Di bagian museum yang terbuka akan diperlihatkan subak mini. Di
tempat ini turis-turis dan pengunjung bisa melihat mekanisme
pembagian air dari sawah terhulu sampai sawah terakhir.
Bentuk-bentuk rumah petani, dan jenis-jenis padi yang dihasilkan
juga akan ditampilkan. "Untuk itu, akan dibebaskan 7 hektar
tanah petani di sekitar Desa Sanggulan ini," tambah Cok Raka
Dherana.
Untuk mewujudkan museum permanen itu "kami membutuhkan bantuan
Presiden, Departemen PU dan Departemen P&K," ungkap Cok Raka
Dherana.
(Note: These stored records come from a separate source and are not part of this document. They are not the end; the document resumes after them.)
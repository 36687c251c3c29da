//! Movement and zone hand-off.
//!
//! Every committed position goes through [`resolve_step`], so an entity that
//! starts a tick on an open tile never ends it inside a wall. The player
//! additionally tests door triggers before walls and, on a hit, is teleported
//! to the reciprocal door of the destination zone. Enemies skip the trigger
//! and just adopt whatever zone their new position resolves to.

use crate::config::{TRANSITION_INSET_TILES, TRANSITION_PIXEL_OFFSET};
use crate::entity::Entity;
use crate::error::TransitionError;
use crate::map::MapData;
use crate::types::{Facing, Point};
use log::error;

#[derive(Debug, Clone, PartialEq)]
pub enum MoveOutcome {
    Stationary,
    Moved,
    SlidX,
    SlidY,
    Blocked,
    Transitioned { from: String, to: String },
}

/// Axis-separated collision sliding: full move, else X only, else Y only,
/// else stay put.
pub fn resolve_step(map: &MapData, from: Point, delta: Point) -> (Point, MoveOutcome) {
    let full = from + delta;
    if !map.check_collision(full) {
        return (full, MoveOutcome::Moved);
    }
    if delta.x != 0.0 {
        let x_only = Point::new(from.x + delta.x, from.y);
        if !map.check_collision(x_only) {
            return (x_only, MoveOutcome::SlidX);
        }
    }
    if delta.y != 0.0 {
        let y_only = Point::new(from.x, from.y + delta.y);
        if !map.check_collision(y_only) {
            return (y_only, MoveOutcome::SlidY);
        }
    }
    (from, MoveOutcome::Blocked)
}

/// Moves the entity to just inside the door of `target_zone_id` that leads
/// back to its current zone. On error nothing is changed.
pub fn zone_transition(
    entity: &mut Entity,
    map: &MapData,
    target_zone_id: &str,
    tick: u64,
) -> Result<(), TransitionError> {
    let target = map
        .zone(target_zone_id)
        .ok_or_else(|| TransitionError::UnknownZone(target_zone_id.to_string()))?;
    let reciprocal = target.exit_to(&entity.current_zone_id).ok_or_else(|| {
        TransitionError::MissingReciprocalExit {
            source_zone: entity.current_zone_id.clone(),
            target: target.id.clone(),
        }
    })?;

    // Inset past the door's own trigger box so the entity does not bounce back
    let inset = TRANSITION_INSET_TILES * map.tile_size + TRANSITION_PIXEL_OFFSET;
    let inward = reciprocal.side.outward() * -1.0;
    let door = map.door_center(target, reciprocal);
    let arrival = door + inward * inset;

    crate::debug_zone!(
        entity.id,
        tick,
        "Zone transition {} -> {} via {:?} door, ({:.1},{:.1}) -> ({:.1},{:.1})",
        entity.current_zone_id,
        target.id,
        reciprocal.side,
        entity.position.x,
        entity.position.y,
        arrival.x,
        arrival.y
    );

    entity.position = arrival;
    entity.current_zone_id = target.id.clone();
    entity.target_door = None;
    Ok(())
}

/// Applies one tick of player (or any door-using entity) movement.
pub fn move_with_doors(
    entity: &mut Entity,
    map: &MapData,
    direction: Point,
    speed: f64,
    dt: f64,
    tick: u64,
) -> MoveOutcome {
    let dir = direction.normalized();
    if dir.is_zero() {
        entity.is_moving = false;
        return MoveOutcome::Stationary;
    }
    if let Some(facing) = Facing::from_direction(dir) {
        entity.facing = facing;
    }
    entity.is_moving = true;

    let delta = dir * (speed * dt);
    let candidate = entity.position + delta;

    let crossing = map
        .check_door_transition(candidate, &entity.current_zone_id)
        .map(|c| c.target_zone.to_string());
    if let Some(target_zone) = crossing {
        let from = entity.current_zone_id.clone();
        let previous = entity.position;
        entity.position = candidate;
        match zone_transition(entity, map, &target_zone, tick) {
            Ok(()) => {
                return MoveOutcome::Transitioned {
                    from,
                    to: entity.current_zone_id.clone(),
                };
            }
            Err(e) => {
                // Broken door data: stay in the old zone and move as if it were a wall
                error!(
                    "Entity {} could not pass from '{}' to '{}': {}",
                    entity.id, from, target_zone, e
                );
                entity.position = previous;
            }
        }
    }

    let (next, outcome) = resolve_step(map, entity.position, delta);
    crate::debug_move!(
        entity.id,
        tick,
        "{:?} ({:.1},{:.1}) -> ({:.1},{:.1})",
        outcome,
        entity.position.x,
        entity.position.y,
        next.x,
        next.y
    );
    entity.position = next;
    if outcome == MoveOutcome::Blocked {
        entity.is_moving = false;
    }
    sync_zone(entity, map, tick);
    outcome
}

/// Steers toward `target` without overshooting it. Returns the outcome of the
/// wall-resolved step.
pub fn move_toward(
    entity: &mut Entity,
    map: &MapData,
    target: Point,
    speed: f64,
    dt: f64,
    tick: u64,
) -> MoveOutcome {
    let offset = target - entity.position;
    let distance = offset.length();
    let step = (speed * dt).min(distance);
    step_along(entity, map, offset.normalized() * step, tick)
}

/// Moves directly away from `threat`.
pub fn move_away(
    entity: &mut Entity,
    map: &MapData,
    threat: Point,
    speed: f64,
    dt: f64,
    tick: u64,
) -> MoveOutcome {
    let away = (entity.position - threat).normalized();
    // Standing exactly on the threat: pick any direction
    let away = if away.is_zero() { Point::new(1.0, 0.0) } else { away };
    step_along(entity, map, away * (speed * dt), tick)
}

// Shared tail for AI steering: wall sliding plus zone adoption
fn step_along(entity: &mut Entity, map: &MapData, delta: Point, tick: u64) -> MoveOutcome {
    if delta.is_zero() {
        entity.is_moving = false;
        return MoveOutcome::Stationary;
    }
    if let Some(facing) = Facing::from_direction(delta) {
        entity.facing = facing;
    }
    let (next, outcome) = resolve_step(map, entity.position, delta);
    entity.position = next;
    entity.is_moving = outcome != MoveOutcome::Blocked;
    sync_zone(entity, map, tick);
    outcome
}

/// Adopts the zone under the entity's position. An unresolvable position is
/// a data-integrity problem: the zone id is left alone and logged.
pub fn sync_zone(entity: &mut Entity, map: &MapData, tick: u64) {
    match map.get_zone_at(entity.position) {
        Some(zone) if zone.id != entity.current_zone_id => {
            crate::debug_zone!(
                entity.id,
                tick,
                "Adopting zone {} (was {})",
                zone.id,
                entity.current_zone_id
            );
            entity.current_zone_id = zone.id.clone();
            entity.target_door = None;
        }
        Some(_) => {}
        None => error!(
            "Entity {} at ({:.1},{:.1}) is outside every zone",
            entity.id, entity.position.x, entity.position.y
        ),
    }
}

#[cfg(test)]
mod tests {
    use super::*;
    use crate::entity::{EntityKind, PLAYER_ID};
    use crate::map::test_support::hall_and_corridor;
    use assert_approx_eq::assert_approx_eq;

    fn player_at(x: f64, y: f64, zone: &str) -> Entity {
        Entity::new(PLAYER_ID, EntityKind::Player, Point::new(x, y), zone, 12.0, 100.0)
    }

    #[test]
    fn test_free_move() {
        let map = hall_and_corridor();
        let mut p = player_at(200.0, 200.0, "hall");
        let outcome = move_with_doors(&mut p, &map, Point::new(1.0, 0.0), 100.0, 0.1, 0);
        assert_eq!(outcome, MoveOutcome::Moved);
        assert_approx_eq!(p.position.x, 210.0);
        assert_eq!(p.facing, Facing::Right);
        assert!(p.is_moving);
    }

    #[test]
    fn test_slide_along_wall() {
        let map = hall_and_corridor();
        // Just inside the north margin (tile y=2 starts at 64)
        let mut p = player_at(200.0, 66.0, "hall");
        let outcome = move_with_doors(&mut p, &map, Point::new(1.0, -1.0), 100.0, 0.1, 0);
        assert_eq!(outcome, MoveOutcome::SlidX);
        assert!(p.position.x > 200.0);
        assert_approx_eq!(p.position.y, 66.0);
        assert!(!map.check_collision(p.position));
    }

    #[test]
    fn test_blocked_in_corner() {
        let map = hall_and_corridor();
        let mut p = player_at(66.0, 66.0, "hall");
        let outcome = move_with_doors(&mut p, &map, Point::new(-1.0, -1.0), 100.0, 0.1, 0);
        assert_eq!(outcome, MoveOutcome::Blocked);
        assert_approx_eq!(p.position.x, 66.0);
        assert_approx_eq!(p.position.y, 66.0);
    }

    #[test]
    fn test_door_transition_to_reciprocal_exit() {
        let map = hall_and_corridor();
        let mut p = player_at(590.0, 240.0, "hall");
        let outcome = move_with_doors(&mut p, &map, Point::new(1.0, 0.0), 200.0, 0.1, 1);
        assert_eq!(
            outcome,
            MoveOutcome::Transitioned {
                from: "hall".to_string(),
                to: "corridor".to_string()
            }
        );
        // Corridor west door at x=640, inset 1.5 tiles + 8
        assert_approx_eq!(p.position.x, 640.0 + 56.0);
        assert_approx_eq!(p.position.y, 240.0);
        assert_eq!(p.current_zone_id, "corridor");
        assert_eq!(map.get_zone_at(p.position).unwrap().id, "corridor");
        // Arrival is clear of the corridor's own trigger
        assert!(map.check_door_transition(p.position, "corridor").is_none());
        assert!(!map.check_collision(p.position));
    }

    #[test]
    fn test_door_round_trip_returns_to_hall() {
        let map = hall_and_corridor();
        let mut p = player_at(590.0, 240.0, "hall");
        move_with_doors(&mut p, &map, Point::new(1.0, 0.0), 200.0, 0.1, 1);
        assert_eq!(p.current_zone_id, "corridor");

        let mut ticks = 0;
        while p.current_zone_id == "corridor" && ticks < 20 {
            move_with_doors(&mut p, &map, Point::new(-1.0, 0.0), 200.0, 0.05, 2);
            ticks += 1;
        }
        assert_eq!(p.current_zone_id, "hall");
        let hall = map.zone("hall").unwrap();
        let (tx, ty) = map.tile_of(p.position);
        assert!(hall.bounds.contains_tile(tx, ty));
    }

    #[test]
    fn test_missing_reciprocal_exit_aborts() {
        let map = hall_and_corridor();
        let mut p = player_at(25.5 * 32.0, 100.0, "corridor");
        let before = p.position;
        let err = zone_transition(&mut p, &map, "attic", 0).unwrap_err();
        assert_eq!(
            err,
            TransitionError::MissingReciprocalExit {
                source_zone: "corridor".to_string(),
                target: "attic".to_string()
            }
        );
        assert_eq!(p.position, before);
        assert_eq!(p.current_zone_id, "corridor");

        let err = zone_transition(&mut p, &map, "cellar", 0).unwrap_err();
        assert_eq!(err, TransitionError::UnknownZone("cellar".to_string()));
    }

    #[test]
    fn test_broken_door_behaves_as_wall() {
        let map = hall_and_corridor();
        // Walking north through the corridor's one-way attic door
        let mut p = player_at(25.5 * 32.0, 50.0, "corridor");
        for _ in 0..10 {
            move_with_doors(&mut p, &map, Point::new(0.0, -1.0), 200.0, 0.05, 0);
        }
        assert_eq!(p.current_zone_id, "corridor");
        assert_eq!(map.get_zone_at(p.position).unwrap().id, "corridor");
    }

    #[test]
    fn test_enemy_adopts_zone_when_crossing() {
        let map = hall_and_corridor();
        let mut e = Entity::new(
            5,
            EntityKind::Dementor,
            Point::new(600.0, 240.0),
            "hall",
            12.0,
            40.0,
        );
        for _ in 0..10 {
            move_toward(&mut e, &map, Point::new(680.0, 240.0), 100.0, 0.1, 0);
        }
        assert_approx_eq!(e.position.x, 680.0);
        assert_eq!(e.current_zone_id, "corridor");
    }

    #[test]
    fn test_move_toward_does_not_overshoot() {
        let map = hall_and_corridor();
        let mut e = Entity::new(5, EntityKind::Dementor, Point::new(200.0, 200.0), "hall", 12.0, 40.0);
        move_toward(&mut e, &map, Point::new(203.0, 200.0), 100.0, 0.1, 0);
        assert_approx_eq!(e.position.x, 203.0);
        let outcome = move_toward(&mut e, &map, Point::new(203.0, 200.0), 100.0, 0.1, 0);
        assert_eq!(outcome, MoveOutcome::Stationary);
    }
}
Artinya Pemda Bali merasa tak mungkin mewujudkan museum
itu dengan biaya dari kantungnya sendiri.
Semua tampaknya akan berjalan lancar--kecuali sedikit ganjelan
yang dirasakan kalau museum sebenarnya telah terwujud. Gusti
Ketut Kaler pensiunan Kepala Bimas Hindu Bali, misalnya
mempersoalkan, "perlunya sebuah pura di samping museum itu
kelak." Sebab, katanya, tanpa pura, orang tidak akan mengetahui
apa itu subak yang sebenarnya. Tapi diakuinya pula, "kalau ada
pura, siapa yang akan menyungsung (bersembahyang) di sana?"
Rumitnya, dalam kepercayaan Hindu: penempatan pura tidak bisa
hanya sekedar untuk dekorasi saja. Artidya harus juga ada umat
menjadi jamaah di sana dan mengadakan upacara-upacara keagamaan
secara teratur. Pihak panitia belum memutuskan persoalan ini.
"Itu kan jangka panjang, masih ada waktu untuk memikirkannya,"
kata seorang anggota panitia yang tidak mau disebutkan namanya.